Mechanism of inhibition of platelet aggregation by HCL-31D

Abstract

The antiplatelet effect of the pyridazinone analogue, 4,5-dihydro-6-[4-[2-hydroxy-3-(3,4 dimethoxybenzylamino)propoxy]naphth-1-yl]-3(2H)-pyridazinone (HCL-31D), was investigated in vitro with rabbit platelets. HCL-31D dose-dependently inhibited the platelet aggregation and ATP release induced by collagen (10 μg/ml), arachidonic acid (100 μM) or thrombin (0.1 U/ml) with an IC 50 of about 0.95–5.41 μM. HCL-31D (0.5–5 μM) increased the platelet cyclic AMP level in a dose-dependent manner. Furthermore, HCL-31D potentiated cyclic AMP formation caused by prostaglandin E 1 but not that caused by 3-isobutyl-1-methylxanthine (IBMX).

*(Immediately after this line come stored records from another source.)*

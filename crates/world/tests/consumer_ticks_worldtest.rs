//! Scheduled-tick behavior of lamps, buttons and detector rails.

use redwire_core::{Direction, Position};
use redwire_testkit::{place_all, run_worldtest, wire, CircuitWorld, WorldtestConfig};
use redwire_world::block::{FACING, POWERED, RAIL_SHAPE};
use redwire_world::blocks::consumers::LAMP_OFF_DELAY;
use redwire_world::blocks::rail::DETECTOR_CHECK_PERIOD;
use redwire_world::blocks::sources::BUTTON_PRESS_TICKS;
use redwire_world::{
    BlockKind, BlockState, EngineConfig, RailShape, RedstoneEngine, StrategyKind,
};

fn attached(kind: BlockKind) -> BlockState {
    BlockState::new(kind).with(FACING, Direction::Down)
}

fn place(world: &mut CircuitWorld, pos: Position, state: BlockState) {
    place_all(&mut world.engine, &mut world.grid, &[pos], state).expect("block placed");
}

#[test]
fn lamp_lights_at_once_and_fades_after_delay() {
    let mut world = CircuitWorld::flat(8, RedstoneEngine::default());
    let lever = Position::new(0, 1, 0);
    let lamp = Position::new(1, 1, 0);
    place(&mut world, lever, attached(BlockKind::Lever));
    place(&mut world, lamp, BlockState::new(BlockKind::Lamp));
    assert!(!world.grid.state(lamp).get(POWERED));

    assert_eq!(world.engine.toggle_lever(&mut world.grid, lever), Ok(true));
    assert!(world.grid.state(lamp).get(POWERED), "lamp lights without a tick");

    assert_eq!(world.engine.toggle_lever(&mut world.grid, lever), Ok(true));
    let report = run_worldtest(
        WorldtestConfig {
            name: "lamp_fade".into(),
            ticks: u64::from(LAMP_OFF_DELAY) + 2,
        },
        &mut world,
        |_, world| {
            world.step();
        },
        |_, world| world.grid.state(lamp).get(POWERED),
    );
    assert_eq!(
        report.first_tick_where(|lit| !*lit),
        Some(u64::from(LAMP_OFF_DELAY))
    );
}

#[test]
fn lamp_that_regains_power_stays_lit() {
    let mut world = CircuitWorld::flat(8, RedstoneEngine::default());
    let lever = Position::new(0, 1, 0);
    let lamp = Position::new(1, 1, 0);
    place(&mut world, lever, attached(BlockKind::Lever));
    place(&mut world, lamp, BlockState::new(BlockKind::Lamp));

    world.engine.toggle_lever(&mut world.grid, lever).expect("lever");
    world.engine.toggle_lever(&mut world.grid, lever).expect("lever");
    world.step();
    world.engine.toggle_lever(&mut world.grid, lever).expect("lever");
    world.run_ticks(u64::from(LAMP_OFF_DELAY) * 2);
    assert!(world.grid.state(lamp).get(POWERED));
}

#[test]
fn lamp_placed_next_to_power_starts_lit() {
    let mut world = CircuitWorld::flat(8, RedstoneEngine::default());
    place(&mut world, Position::new(0, 1, 0), BlockState::new(BlockKind::RedstoneBlock));
    place(&mut world, Position::new(1, 1, 0), BlockState::new(BlockKind::Lamp));
    assert!(world.grid.state(Position::new(1, 1, 0)).get(POWERED));
}

#[test]
fn button_releases_after_press_ticks() {
    for strategy in StrategyKind::ALL {
        let engine = RedstoneEngine::new(EngineConfig::default().with_strategy(strategy));
        let mut world = CircuitWorld::flat(8, engine);
        let button = Position::new(0, 1, 0);
        let line = Position::new(1, 1, 0);
        place(&mut world, button, attached(BlockKind::Button));
        place(&mut world, line, wire());

        assert_eq!(world.engine.press_button(&mut world.grid, button), Ok(true));
        assert_eq!(world.power(line), Some(14));
        assert_eq!(world.engine.press_button(&mut world.grid, button), Ok(false));

        world.run_ticks(u64::from(BUTTON_PRESS_TICKS) - 1);
        assert_eq!(world.power(line), Some(14), "{}", strategy.name());
        world.step();
        assert_eq!(world.power(line), Some(0), "{}", strategy.name());
        assert!(!world.grid.state(button).get(POWERED));
    }
}

#[test]
fn refused_release_keeps_button_down() {
    let button = Position::new(0, 1, 0);
    let engine = RedstoneEngine::default()
        .with_hook(move |pos: Position, old: u8, proposed: u8| {
            if pos == button && proposed == 0 {
                old
            } else {
                proposed
            }
        });
    let mut world = CircuitWorld::flat(8, engine);
    place(&mut world, button, attached(BlockKind::Button));
    world.engine.press_button(&mut world.grid, button).expect("button");

    world.run_ticks(u64::from(BUTTON_PRESS_TICKS) * 3);
    assert!(world.grid.state(button).get(POWERED));
    assert_eq!(world.grid.pending_ticks(), 1);
}

#[test]
fn detector_rail_follows_occupancy() {
    let mut world = CircuitWorld::flat(8, RedstoneEngine::default());
    let detector = Position::new(0, 1, 0);
    let line = Position::new(0, 1, 1);
    place(
        &mut world,
        detector,
        BlockState::new(BlockKind::DetectorRail).with(RAIL_SHAPE, RailShape::EastWest),
    );
    place(&mut world, line, wire());
    assert_eq!(world.power(line), Some(0));

    world.grid.set_occupied(detector, true);
    assert_eq!(world.engine.entity_inside(&mut world.grid, detector), Ok(true));
    assert!(world.grid.state(detector).get(POWERED));
    assert_eq!(world.power(line), Some(14));

    // Entering a pressed rail does nothing new.
    assert_eq!(world.engine.entity_inside(&mut world.grid, detector), Ok(false));

    // Still occupied at the first check: stays pressed and reschedules.
    world.run_ticks(u64::from(DETECTOR_CHECK_PERIOD));
    assert!(world.grid.state(detector).get(POWERED));

    world.grid.set_occupied(detector, false);
    world.run_ticks(u64::from(DETECTOR_CHECK_PERIOD));
    assert!(!world.grid.state(detector).get(POWERED));
    assert_eq!(world.power(line), Some(0));
    assert_eq!(world.run_until_idle(100), 0);
}

#[test]
fn detector_rail_strongly_powers_block_below() {
    let mut world = CircuitWorld::flat(8, RedstoneEngine::default());
    let detector = Position::new(0, 1, 0);
    place(
        &mut world,
        detector,
        BlockState::new(BlockKind::DetectorRail).with(RAIL_SHAPE, RailShape::NorthSouth),
    );
    world.grid.set_occupied(detector, true);
    world.engine.entity_inside(&mut world.grid, detector).expect("loaded");

    // The floor under the rail is strongly powered and passes it sideways.
    let below = Position::new(0, 0, 0);
    assert!(world.engine.has_neighbor_signal(&world.grid, below.relative(Direction::East)));
    assert_eq!(world.engine.signal(&world.grid, detector, Direction::Up), 15);
}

HCL-31D also attenuated phosphoinositide breakdown and intracellular Ca 2+ elevation induced by collagen, arachidonic acid or thrombin. HCL-31D inhibited the formation of thromboxane B 2 induced by collagen or thrombin but not by arachidonic acid. In addition, HCL-31D did not affect platelet cylooxygenase and thromboxane synthase activity. These data indicate that HCL-31D is an inhibitor of phosphodiesterase and that its antiplatelet effect is mainly mediated by elevation of cyclic AMP levels.